To prevent driver fatigue, you cannot rely solely on legislation governing driving and off-duty time. Your lifestyle also plays a major role! The North American Fatigue Management Program (NAFMP) could be very helpful to you.
Driver fatigue, in brief
Fatigue leads to a gradual decline of physical and mental alertness that can result in drowsiness or sleepiness.
Fatigue impairs our faculties, and we often do not even realize it. Just like alcohol, accumulated fatigue reduces our ability to concentrate, affects our judgment and reflexes, and thus our ability to drive.
Although all drivers are subject to fatigue at the wheel, heavy vehicle drivers are especially prone to this problem, in particular due to:
long work hours
the long distances covered
Did you know?
Fatigue is one of the leading causes of death on our roads, along with alcohol, speed and distraction.
Recognizing the signs of fatigue
Some signs don't lie:
You yawn often.
Your eyes are itchy.
You have trouble:
keeping your eyes open,
finding a comfortable position (e.g., you're shifting around in your seat),
concentrating and staying attentive (e.g., you missed an exit),
maintaining a steady speed and keeping the vehicle on a straight course.
Your reactions are slower (e.g., you don’t apply the brakes as quickly as the situation requires).
You have memory lapses (e.g., you can’t remember the last few kilometres driven).
You are seeing things that are not there, particularly when there is fog or on monotonous stretches of highway (e.g., you think you see an animal on the road).
You stop looking in your rearview mirrors.
What to do at the first signs of fatigue
When fatigue sets in, the only way to counteract it is to pull over in a safe location to:
take a 15- to 30-minute nap, which will help increase your alertness for a period of 2 to 3 hours. Drinking coffee can also help, especially if it is consumed before the nap
take an extended break and do a few simple physical exercises
notify your manager of your state of fatigue
To manage your fatigue on a daily basis
Fatigue cannot be controlled. You cannot simply "decide" to be less tired. The only solution is to sleep.
Use your time off to recuperate so you can report for duty feeling your best:
Plan your free time so that you get enough sleep.
Exercise and maintain a healthy diet.
Plan your trips by factoring in “dips” in your circadian rhythm.
Talk to a doctor if you think you have a sleep disorder.
Generally speaking, the risk of a driver being involved in a fatigue-related accident depends on a number of factors:
the hours of wakefulness
the time of day
the biological clock
the sleep debt
the length of the trip
the use of alcohol, drug or medication
a sleep disorder
A combination of these factors considerably increases the risk. Know and respect your limits!
The effects of a long period of wakefulness: similar to the effects of alcohol
A laboratory study (Williamson and Feyer, 2000) compared the effects of a long period of wakefulness to the effects of alcohol (blood alcohol concentration):
Between 17 and 19 hours of wakefulness: Physical and mental capacities are comparable to those of a person with a blood alcohol concentration of 50 mg of alcohol/100 ml of blood (0.05).
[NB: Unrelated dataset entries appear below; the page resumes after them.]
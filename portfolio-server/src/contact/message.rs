//! Contact form submission and validation.

use chrono::{DateTime, Local};
use serde::{Deserialize, Serialize};
use thiserror::Error;
use uuid::Uuid;

/// Subject used when the visitor leaves it blank.
pub const DEFAULT_SUBJECT: &str = "Portfolio Contact Form";

/// Contact errors. Display strings are the client-facing messages.
#[derive(Debug, Error, Clone, PartialEq, Eq)]
pub enum ContactError {
    /// Name, email or message missing or empty.
    #[error("Missing required fields")]
    MissingFields,

    /// Email address failed the format check.
    #[error("Invalid email format")]
    InvalidEmail,

    /// Every relay failed or none was configured.
    #[error("Failed to send email. Please try again or contact directly.")]
    DeliveryFailed,

    /// Delivery task could not run.
    #[error("Internal server error")]
    Internal(String),
}

/// Raw form body, as posted.
#[derive(Clone, Debug, Default, Deserialize)]
pub struct ContactRequest {
    /// Sender name
    #[serde(default)]
    pub name: Option<String>,
    /// Sender address
    #[serde(default)]
    pub email: Option<String>,
    /// Optional subject
    #[serde(default)]
    pub subject: Option<String>,
    /// Message body
    #[serde(default)]
    pub message: Option<String>,
}

/// A validated submission.
#[derive(Clone, Debug, Serialize)]
pub struct ContactMessage {
    /// Correlation id for logs
    pub id: Uuid,
    /// Sender name
    pub name: String,
    /// Sender address
    pub email: String,
    /// Subject, defaulted when blank
    pub subject: String,
    /// Message body
    pub message: String,
    /// When the submission was accepted
    pub received_at: DateTime<Local>,
}

impl ContactMessage {
    /// Local time in the `M/D/YYYY, h:mm:ss AM` form relays display.
    pub fn timestamp(&self) -> String {
        self.received_at.format("%-m/%-d/%Y, %-I:%M:%S %p").to_string()
    }
}

impl ContactRequest {
    /// Validate and stamp the submission.
    pub fn validate(self) -> Result<ContactMessage, ContactError> {
        let (name, email, message) = match (
            present(self.name),
            present(self.email),
            present(self.message),
        ) {
            (Some(name), Some(email), Some(message)) => (name, email, message),
            _ => return Err(ContactError::MissingFields),
        };

        if !is_valid_email(&email) {
            return Err(ContactError::InvalidEmail);
        }

        Ok(ContactMessage {
            id: Uuid::new_v4(),
            name,
            email,
            subject: present(self.subject).unwrap_or_else(|| DEFAULT_SUBJECT.to_string()),
            message,
            received_at: Local::now(),
        })
    }
}

fn present(field: Option<String>) -> Option<String> {
    field.filter(|value| !value.is_empty())
}

/// Check `local@domain.tld` shape: exactly one `@`, no whitespace, and a dot
/// in the domain with at least one character on each side.
pub fn is_valid_email(email: &str) -> bool {
    if email.chars().any(char::is_whitespace) {
        return false;
    }

    let Some((local, domain)) = email.split_once('@') else {
        return false;
    };
    if local.is_empty() || domain.contains('@') {
        return false;
    }

    domain
        .char_indices()
        .any(|(i, c)| c == '.' && i > 0 && i + 1 < domain.len())
}

#[cfg(test)]
mod tests {
    use super::*;

    fn request(name: &str, email: &str, subject: Option<&str>, message: &str) -> ContactRequest {
        ContactRequest {
            name: Some(name.into()),
            email: Some(email.into()),
            subject: subject.map(Into::into),
            message: Some(message.into()),
        }
    }

    #[test]
    fn test_email_format() {
        assert!(is_valid_email("a@b.co"));
        assert!(is_valid_email("first.last@sub.example.org"));
        assert!(is_valid_email("x@y.z"));

        assert!(!is_valid_email("a@b"));
        assert!(!is_valid_email("@b.co"));
        assert!(!is_valid_email("a@.co"));
        assert!(!is_valid_email("a@b."));
        assert!(!is_valid_email("a b@c.d"));
        assert!(!is_valid_email("a@b@c.d"));
        assert!(!is_valid_email(""));
    }

    #[test]
    fn test_missing_message() {
        let mut req = request("A", "a@b.co", None, "x");
        req.message = None;
        assert_eq!(req.validate().unwrap_err(), ContactError::MissingFields);
    }

    #[test]
    fn test_empty_name_is_missing() {
        let req = request("", "a@b.co", None, "hello");
        assert_eq!(req.validate().unwrap_err(), ContactError::MissingFields);
    }

    #[test]
    fn test_missing_fields_checked_before_format() {
        let req = request("", "not-an-email", None, "hello");
        assert_eq!(req.validate().unwrap_err(), ContactError::MissingFields);
    }

    #[test]
    fn test_invalid_email() {
        let req = request("A", "a@b", None, "hello");
        assert_eq!(req.validate().unwrap_err(), ContactError::InvalidEmail);
    }

    #[test]
    fn test_subject_defaults() {
        let msg = request("A", "a@b.co", None, "hello").validate().unwrap();
        assert_eq!(msg.subject, DEFAULT_SUBJECT);

        let msg = request("A", "a@b.co", Some(""), "hello").validate().unwrap();
        assert_eq!(msg.subject, DEFAULT_SUBJECT);

        let msg = request("A", "a@b.co", Some("Hi"), "hello").validate().unwrap();
        assert_eq!(msg.subject, "Hi");
    }

    #[test]
    fn test_each_submission_gets_new_id() {
        let a = request("A", "a@b.co", None, "1").validate().unwrap();
        let b = request("A", "a@b.co", None, "1").validate().unwrap();
        assert_ne!(a.id, b.id);
    }

    #[test]
    fn test_error_messages() {
        assert_eq!(ContactError::MissingFields.to_string(), "Missing required fields");
        assert_eq!(ContactError::InvalidEmail.to_string(), "Invalid email format");
        assert_eq!(
            ContactError::DeliveryFailed.to_string(),
            "Failed to send email. Please try again or contact directly."
        );
    }
}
After 24 hours of wakefulness: Physical and mental capacities are comparable to those of a person with a blood alcohol concentration of 100 mg of alcohol/100 ml of blood (0.10).
In the long run
Inadequate or poor sleep can have adverse effects on your overall health.
North American Fatigue Management Program
The goal of the North American Fatigue Management Program is to reduce driver fatigue, improve the quality of life of drivers, and lower the rate of accidents caused by fatigue and the related costs. The program is particulary intended for heavy vehicle drivers and their families, employers, shippers, dispatchers and carrier safety managers.
The main goals of the program are to understand fatigue and to convey the importance of proper sleep hygiene and a healthy lifestyle.